■ Task brief ■
Please state how many lines below include the word "params"; the reply should be the number only.

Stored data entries
=== Begin Enclosure ===

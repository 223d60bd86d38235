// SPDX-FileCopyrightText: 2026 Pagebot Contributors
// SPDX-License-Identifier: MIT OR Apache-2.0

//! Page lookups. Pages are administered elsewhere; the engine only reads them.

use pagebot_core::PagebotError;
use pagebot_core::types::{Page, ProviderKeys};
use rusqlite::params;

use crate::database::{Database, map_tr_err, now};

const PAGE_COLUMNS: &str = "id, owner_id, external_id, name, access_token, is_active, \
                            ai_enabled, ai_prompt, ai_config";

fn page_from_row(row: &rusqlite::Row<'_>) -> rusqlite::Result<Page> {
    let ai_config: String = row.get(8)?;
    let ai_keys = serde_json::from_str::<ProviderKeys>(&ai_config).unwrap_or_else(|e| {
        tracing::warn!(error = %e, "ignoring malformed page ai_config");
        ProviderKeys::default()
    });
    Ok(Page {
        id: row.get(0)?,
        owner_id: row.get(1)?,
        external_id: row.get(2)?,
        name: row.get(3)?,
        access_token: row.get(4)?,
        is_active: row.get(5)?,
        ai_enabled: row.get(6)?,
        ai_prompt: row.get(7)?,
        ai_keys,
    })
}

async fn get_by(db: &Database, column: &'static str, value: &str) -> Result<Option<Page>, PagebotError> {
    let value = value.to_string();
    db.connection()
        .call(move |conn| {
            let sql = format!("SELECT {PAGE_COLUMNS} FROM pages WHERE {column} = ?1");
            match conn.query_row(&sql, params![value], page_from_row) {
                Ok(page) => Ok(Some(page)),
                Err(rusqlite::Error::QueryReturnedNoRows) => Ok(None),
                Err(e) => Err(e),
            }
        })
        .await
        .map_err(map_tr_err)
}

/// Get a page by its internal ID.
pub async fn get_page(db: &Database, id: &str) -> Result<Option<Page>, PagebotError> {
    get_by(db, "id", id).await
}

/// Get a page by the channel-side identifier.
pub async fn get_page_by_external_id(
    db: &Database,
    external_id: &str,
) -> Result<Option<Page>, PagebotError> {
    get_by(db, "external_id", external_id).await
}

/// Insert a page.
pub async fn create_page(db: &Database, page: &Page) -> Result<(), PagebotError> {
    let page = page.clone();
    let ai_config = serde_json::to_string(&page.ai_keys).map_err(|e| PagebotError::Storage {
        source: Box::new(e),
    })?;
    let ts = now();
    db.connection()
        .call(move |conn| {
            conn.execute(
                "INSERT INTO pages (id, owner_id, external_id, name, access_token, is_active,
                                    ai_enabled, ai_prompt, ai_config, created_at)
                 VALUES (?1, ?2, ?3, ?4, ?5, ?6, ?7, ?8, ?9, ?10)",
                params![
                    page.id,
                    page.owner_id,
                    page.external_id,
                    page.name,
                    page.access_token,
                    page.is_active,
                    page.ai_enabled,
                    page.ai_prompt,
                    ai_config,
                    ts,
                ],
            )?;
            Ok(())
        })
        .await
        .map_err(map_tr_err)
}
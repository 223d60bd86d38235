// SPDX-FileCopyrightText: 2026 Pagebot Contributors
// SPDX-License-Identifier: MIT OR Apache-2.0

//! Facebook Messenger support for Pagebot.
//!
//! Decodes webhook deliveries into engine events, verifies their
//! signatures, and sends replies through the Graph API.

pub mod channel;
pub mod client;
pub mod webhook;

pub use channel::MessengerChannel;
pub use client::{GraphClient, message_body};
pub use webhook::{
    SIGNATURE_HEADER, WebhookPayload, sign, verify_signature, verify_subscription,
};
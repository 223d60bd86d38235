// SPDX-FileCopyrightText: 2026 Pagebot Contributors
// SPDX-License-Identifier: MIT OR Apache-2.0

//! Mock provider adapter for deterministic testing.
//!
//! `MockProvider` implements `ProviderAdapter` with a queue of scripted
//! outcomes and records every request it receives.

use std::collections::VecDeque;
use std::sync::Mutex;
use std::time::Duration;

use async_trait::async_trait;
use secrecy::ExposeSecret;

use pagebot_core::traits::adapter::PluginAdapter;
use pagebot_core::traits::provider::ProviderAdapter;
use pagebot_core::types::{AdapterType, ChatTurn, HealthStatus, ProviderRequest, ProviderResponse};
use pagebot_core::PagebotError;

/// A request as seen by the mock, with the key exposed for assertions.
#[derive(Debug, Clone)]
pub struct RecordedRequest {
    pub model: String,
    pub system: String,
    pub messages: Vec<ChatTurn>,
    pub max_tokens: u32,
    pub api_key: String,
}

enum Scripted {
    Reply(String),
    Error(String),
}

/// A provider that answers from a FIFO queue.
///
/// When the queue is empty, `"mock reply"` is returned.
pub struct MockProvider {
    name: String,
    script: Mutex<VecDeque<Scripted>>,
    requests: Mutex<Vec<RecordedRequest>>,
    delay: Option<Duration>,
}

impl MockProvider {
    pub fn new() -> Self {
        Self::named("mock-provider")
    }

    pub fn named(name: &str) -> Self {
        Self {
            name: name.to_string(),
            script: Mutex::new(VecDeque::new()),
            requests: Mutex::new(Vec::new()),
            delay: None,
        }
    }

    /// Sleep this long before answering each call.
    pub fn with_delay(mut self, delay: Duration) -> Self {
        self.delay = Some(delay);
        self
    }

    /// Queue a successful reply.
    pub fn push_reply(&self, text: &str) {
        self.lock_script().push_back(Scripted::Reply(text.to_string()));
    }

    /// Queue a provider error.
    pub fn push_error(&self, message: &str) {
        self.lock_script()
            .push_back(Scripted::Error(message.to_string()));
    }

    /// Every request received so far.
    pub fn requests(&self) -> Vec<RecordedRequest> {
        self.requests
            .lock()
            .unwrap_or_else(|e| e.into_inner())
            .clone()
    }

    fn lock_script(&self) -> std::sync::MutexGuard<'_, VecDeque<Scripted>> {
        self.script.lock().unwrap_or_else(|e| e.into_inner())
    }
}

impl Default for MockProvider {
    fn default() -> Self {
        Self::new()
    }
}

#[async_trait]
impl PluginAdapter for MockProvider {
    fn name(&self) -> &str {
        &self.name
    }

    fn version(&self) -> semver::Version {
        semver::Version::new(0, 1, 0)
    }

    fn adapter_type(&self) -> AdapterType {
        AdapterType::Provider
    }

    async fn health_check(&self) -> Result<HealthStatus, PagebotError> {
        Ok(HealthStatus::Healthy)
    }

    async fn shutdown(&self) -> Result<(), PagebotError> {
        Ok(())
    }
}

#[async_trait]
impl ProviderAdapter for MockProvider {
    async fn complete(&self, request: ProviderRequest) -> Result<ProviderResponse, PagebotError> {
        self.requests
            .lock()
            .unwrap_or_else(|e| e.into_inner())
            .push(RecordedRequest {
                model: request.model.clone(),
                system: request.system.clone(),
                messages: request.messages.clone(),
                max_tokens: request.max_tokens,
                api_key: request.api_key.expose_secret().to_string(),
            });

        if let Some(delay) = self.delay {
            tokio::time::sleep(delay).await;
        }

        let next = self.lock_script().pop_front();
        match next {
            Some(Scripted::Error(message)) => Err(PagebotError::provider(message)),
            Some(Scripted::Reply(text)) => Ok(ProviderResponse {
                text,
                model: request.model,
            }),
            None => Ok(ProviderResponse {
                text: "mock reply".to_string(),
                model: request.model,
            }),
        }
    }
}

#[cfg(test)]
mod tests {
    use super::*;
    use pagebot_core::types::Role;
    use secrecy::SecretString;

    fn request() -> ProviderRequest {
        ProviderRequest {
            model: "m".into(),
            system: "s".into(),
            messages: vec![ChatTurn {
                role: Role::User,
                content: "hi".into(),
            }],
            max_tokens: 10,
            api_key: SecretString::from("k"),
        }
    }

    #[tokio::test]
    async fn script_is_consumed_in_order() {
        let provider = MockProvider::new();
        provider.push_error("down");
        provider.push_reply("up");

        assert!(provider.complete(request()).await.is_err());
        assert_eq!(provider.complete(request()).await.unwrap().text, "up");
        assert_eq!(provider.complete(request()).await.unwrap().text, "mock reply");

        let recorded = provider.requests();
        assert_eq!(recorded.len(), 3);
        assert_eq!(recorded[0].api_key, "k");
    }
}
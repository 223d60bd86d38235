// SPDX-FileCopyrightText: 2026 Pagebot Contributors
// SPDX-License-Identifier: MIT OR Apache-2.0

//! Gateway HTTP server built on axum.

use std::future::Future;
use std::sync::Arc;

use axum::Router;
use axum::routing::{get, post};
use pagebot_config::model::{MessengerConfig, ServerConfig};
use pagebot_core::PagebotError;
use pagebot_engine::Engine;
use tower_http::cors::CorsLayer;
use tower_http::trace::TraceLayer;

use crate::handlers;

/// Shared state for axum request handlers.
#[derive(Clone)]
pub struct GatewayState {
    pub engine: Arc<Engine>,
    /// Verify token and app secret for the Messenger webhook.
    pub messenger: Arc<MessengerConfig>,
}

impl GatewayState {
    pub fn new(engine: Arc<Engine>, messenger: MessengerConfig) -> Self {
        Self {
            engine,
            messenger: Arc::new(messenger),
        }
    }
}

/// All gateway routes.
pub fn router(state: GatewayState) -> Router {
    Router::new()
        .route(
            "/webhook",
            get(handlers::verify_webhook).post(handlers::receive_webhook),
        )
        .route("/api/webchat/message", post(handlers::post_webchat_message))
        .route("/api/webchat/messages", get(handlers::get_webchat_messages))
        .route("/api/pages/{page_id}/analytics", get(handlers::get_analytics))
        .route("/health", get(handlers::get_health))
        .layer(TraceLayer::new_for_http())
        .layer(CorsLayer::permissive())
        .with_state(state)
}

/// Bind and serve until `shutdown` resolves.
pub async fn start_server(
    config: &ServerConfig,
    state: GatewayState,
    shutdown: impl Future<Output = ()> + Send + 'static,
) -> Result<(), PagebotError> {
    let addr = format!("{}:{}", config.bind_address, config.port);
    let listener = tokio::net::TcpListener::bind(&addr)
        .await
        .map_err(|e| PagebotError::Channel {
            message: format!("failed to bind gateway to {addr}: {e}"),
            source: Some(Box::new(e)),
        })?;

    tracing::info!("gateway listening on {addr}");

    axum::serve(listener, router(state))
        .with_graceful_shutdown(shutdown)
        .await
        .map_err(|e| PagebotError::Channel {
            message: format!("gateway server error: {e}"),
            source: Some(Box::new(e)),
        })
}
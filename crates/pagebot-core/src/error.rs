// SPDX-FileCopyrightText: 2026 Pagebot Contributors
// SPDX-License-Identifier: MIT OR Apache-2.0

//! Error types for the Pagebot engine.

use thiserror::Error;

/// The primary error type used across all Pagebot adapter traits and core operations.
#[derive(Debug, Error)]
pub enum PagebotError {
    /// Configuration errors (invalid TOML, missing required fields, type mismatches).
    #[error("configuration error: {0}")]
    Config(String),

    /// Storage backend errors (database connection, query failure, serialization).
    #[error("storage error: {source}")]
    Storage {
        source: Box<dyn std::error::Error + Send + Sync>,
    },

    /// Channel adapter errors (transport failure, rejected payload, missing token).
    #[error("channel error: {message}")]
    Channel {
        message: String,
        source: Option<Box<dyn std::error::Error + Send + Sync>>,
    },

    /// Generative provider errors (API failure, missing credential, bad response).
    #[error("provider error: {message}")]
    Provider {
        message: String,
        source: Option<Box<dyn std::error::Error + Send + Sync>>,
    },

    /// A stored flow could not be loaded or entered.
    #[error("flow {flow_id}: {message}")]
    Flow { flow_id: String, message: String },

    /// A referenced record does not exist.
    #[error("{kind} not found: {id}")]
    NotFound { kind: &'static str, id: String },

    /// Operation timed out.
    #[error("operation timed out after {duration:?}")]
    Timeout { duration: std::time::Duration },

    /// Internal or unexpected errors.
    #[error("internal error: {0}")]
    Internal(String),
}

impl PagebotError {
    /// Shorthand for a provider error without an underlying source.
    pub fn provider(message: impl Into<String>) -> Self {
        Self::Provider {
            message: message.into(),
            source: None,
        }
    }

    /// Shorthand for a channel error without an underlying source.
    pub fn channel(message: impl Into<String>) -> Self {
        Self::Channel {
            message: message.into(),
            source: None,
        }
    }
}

=== End Enclosure ===

■ Answer to this exercise ■
3